Seguí sin mirarlos cuando salieron. Escuché que hablaban afuera. Después el ruido de sus caballos. Uno de los caballos relinchó y sentí el sonido de las herraduras en las piedras de la entrada. El trote, y luego, otra vez, el silencio, sin canto de pájaros.

Me senté en la misma mesa donde estuvieron los viajeros, a esperar que el posadero enviara su recado a mi padre, pero no dijo palabra y yo hice lo mismo. Imagino que las letras del recado se borraron y por eso no pudo leer para enviar su recado. Apenas dije adiós, y él no contestó, salí. Atisbé para todos lados. Creo que los viajeros me llevaban diez minutos de camino.

Al rato, padrecito, vi a los viajeros bajo un árbol. Creo que bebían licor para calentarse.

“Buen día, muchacho”, me dijo el que parecía que mandaba.

Buen día, contesté y el otro preguntó:

“¿Qué se dice por estos caminos?”.

Se me ocurrió contestar algo distinto y dije: Nada señor; como puede ver, solo silencio y soledad, de vez en cuando le canto a los pajaritos para antojarlos a hacer lo mismo, pero no quieren.

Se rieron y el que parecía ser el jefe dijo:

“Si quieres muchacho, sigue con nosotros. Yo te llevo al anca”.

El miedo me hizo decir: No señor, gracias. Vivo cerca de aquí. Estoy por llegar y quiero cazar un pajarito.
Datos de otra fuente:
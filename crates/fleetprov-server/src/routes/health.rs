// Copyright (c) 2025 Geoffrey Huntley <ghuntley@ghuntley.com>. All rights reserved.
// SPDX-License-Identifier: Proprietary

use axum::extract::State;
use axum::Json;
use fleetprov_server_operations::OperationCounts;
use serde::Serialize;

use crate::api::AppState;

#[derive(Debug, Serialize)]
pub struct HealthResponse {
	pub status: &'static str,
	pub version: &'static str,
	pub operations: OperationCounts,
	pub resources: usize,
}

/// GET /health
pub async fn health_check(State(state): State<AppState>) -> Json<HealthResponse> {
	Json(HealthResponse {
		status: "ok",
		version: crate::version::VERSION,
		operations: state.operations.counts(),
		resources: state.resources.len(),
	})
}
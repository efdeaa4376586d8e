// Copyright (c) 2025 Geoffrey Huntley <ghuntley@ghuntley.com>. All rights reserved.
// SPDX-License-Identifier: Proprietary

//! Build information for fleetprov-server.

pub const VERSION: &str = env!("CARGO_PKG_VERSION");

/// Format version info for display.
pub fn format_version_info() -> String {
	format!(
		"fleetprov-server version: {}\n\
		 Platform:                 {}-{}",
		VERSION,
		std::env::consts::OS,
		std::env::consts::ARCH,
	)
}
// Copyright (c) 2025 Geoffrey Huntley <ghuntley@ghuntley.com>. All rights reserved.
// SPDX-License-Identifier: Proprietary

use serde::{Deserialize, Serialize};

use crate::error::{ProvisionError, Result};

/// A build in image storage, `gs://<bucket>/<builder path>`.
#[derive(Debug, Clone, PartialEq, Eq, Serialize, Deserialize)]
pub struct ImagePath {
	pub bucket: String,
	pub builder_path: String,
}

impl ImagePath {
	pub fn parse(path: &str) -> Result<Self> {
		if path.is_empty() {
			return Err(ProvisionError::InvalidRequest("image path is empty".to_string()));
		}
		let rest = path.strip_prefix("gs://").ok_or_else(|| {
			ProvisionError::InvalidRequest(format!("image path {path:?} is not a gs:// URL"))
		})?;
		let (bucket, builder_path) = rest.split_once('/').ok_or_else(|| {
			ProvisionError::InvalidRequest(format!("image path {path:?} has no builder path"))
		})?;
		let builder_path = builder_path.trim_matches('/');
		if bucket.is_empty() || builder_path.is_empty() {
			return Err(ProvisionError::InvalidRequest(format!(
				"image path {path:?} must name a bucket and a builder path"
			)));
		}
		Ok(Self {
			bucket: bucket.to_string(),
			builder_path: builder_path.to_string(),
		})
	}

	pub fn url(&self) -> String {
		format!("gs://{}/{}", self.bucket, self.builder_path)
	}

	/// URL of a named artifact inside this build.
	pub fn artifact(&self, name: &str) -> String {
		format!("{}/{}", self.url(), name)
	}
}

#[derive(Debug, Clone, PartialEq, Eq, Serialize, Deserialize)]
pub struct DlcSpec {
	pub id: String,
}

/// Behaviour flags copied into a session.
#[derive(Debug, Clone, Copy, Default, PartialEq, Eq, Serialize, Deserialize)]
pub struct ProvisionFlags {
	pub preserve_stateful: bool,
	pub prevent_reboot: bool,
	pub update_firmware: bool,
	pub force: bool,
}

#[derive(Debug, Clone, Default, PartialEq, Eq, Serialize, Deserialize)]
pub struct ProvisionRequest {
	pub dut_name: String,
	#[serde(default)]
	pub port: Option<u16>,
	pub image_path: String,
	#[serde(default)]
	pub preserve_stateful: bool,
	#[serde(default)]
	pub prevent_reboot: bool,
	#[serde(default)]
	pub update_firmware: bool,
	/// Reinstall even if the device already runs the requested build.
	#[serde(default)]
	pub force: bool,
	#[serde(default)]
	pub dlc_specs: Vec<DlcSpec>,
}

impl ProvisionRequest {
	/// Admission checks that need no device access.
	pub fn validate(&self) -> Result<ImagePath> {
		validate_dut_name(&self.dut_name)?;
		let image = ImagePath::parse(&self.image_path)?;
		for spec in &self.dlc_specs {
			if spec.id.is_empty()
				|| !spec
					.id
					.chars()
					.all(|c| c.is_ascii_alphanumeric() || c == '-' || c == '_')
			{
				return Err(ProvisionError::InvalidRequest(format!(
					"invalid DLC id {:?}",
					spec.id
				)));
			}
		}
		Ok(image)
	}

	pub fn flags(&self) -> ProvisionFlags {
		ProvisionFlags {
			preserve_stateful: self.preserve_stateful,
			prevent_reboot: self.prevent_reboot,
			update_firmware: self.update_firmware,
			force: self.force,
		}
	}
}

/// Request to install a Lacros browser component from `image_path`.
#[derive(Debug, Clone, Default, PartialEq, Eq, Serialize, Deserialize)]
pub struct LacrosRequest {
	pub dut_name: String,
	#[serde(default)]
	pub port: Option<u16>,
	pub image_path: String,
}

impl LacrosRequest {
	pub fn validate(&self) -> Result<ImagePath> {
		validate_dut_name(&self.dut_name)?;
		ImagePath::parse(&self.image_path)
	}
}

fn validate_dut_name(name: &str) -> Result<()> {
	if name.trim().is_empty() {
		return Err(ProvisionError::InvalidRequest("dut name is empty".to_string()));
	}
	Ok(())
}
Rieron a carcajadas y seguí mi camino. Después me alcanzaron y pasaron de largo, aunque iban despacio, muy despacio… Antes de llegar a una curva del sendero volvieron riendas; agitaron sus manos para despedirse. Hice lo mismo y empecé a silbar para espantar el silencio que me envolvió al quedarme solo; caminé despacio; mucho rato caminé, mirando de vez en cuando mis alpargatas y otras, el camino. Así, hasta cuando escuché el primer estampido. Sin pensarlo dos veces, tiré el morral a la zanja y me escondí en los matorrales. De miedo no supe si sonaron otros dos o tres pistoletazos. Escuché el galope que se alejaba y no salí hasta que volvió el silencio. Esperé como dos horas hasta que me atreví a salir y a pasar por el sendero de la Jacoba. Y cuando vi al señor que se ofreció a llevarme al anca, tendido en el lodazal y sin sus amigos, supe por qué sentía miedo, y corrí y corrí hasta llegar a mi casa, para contar a mi padre lo que había pasado. Él me preguntó si el posadero había mandado un recado conmigo, y me regañó, se puso furioso y me castigó cuando le dije que no, y que su recado se me había caído al charco.

Días después, llegaron los soldados que me amarraron, y yo pensé que era por haber dejado mojar el recado; acuérdese padrecito que usted me preguntó: “Muchacho, ¿vio a quiénes mataron al mariscal Antonio José de Sucre?”, y yo le contesté que no los vi, pero que sí sentí los disparos, padrecito; ahora recuerde que usted estaba presente cuando el que manda allá afuera le dijo a cuatro de sus soldados:

“Vayan de inmediato por el posadero y por el padre de este muchacho, que este testigo que me salió poeta…pero antes pongan al muchacho en capilla”. Y no me llevaron a ninguna capilla, me trajeron aquí…

Ahora sí contésteme, padrecito: ¿cuándo me puedo ir después de que me lleven a la capilla?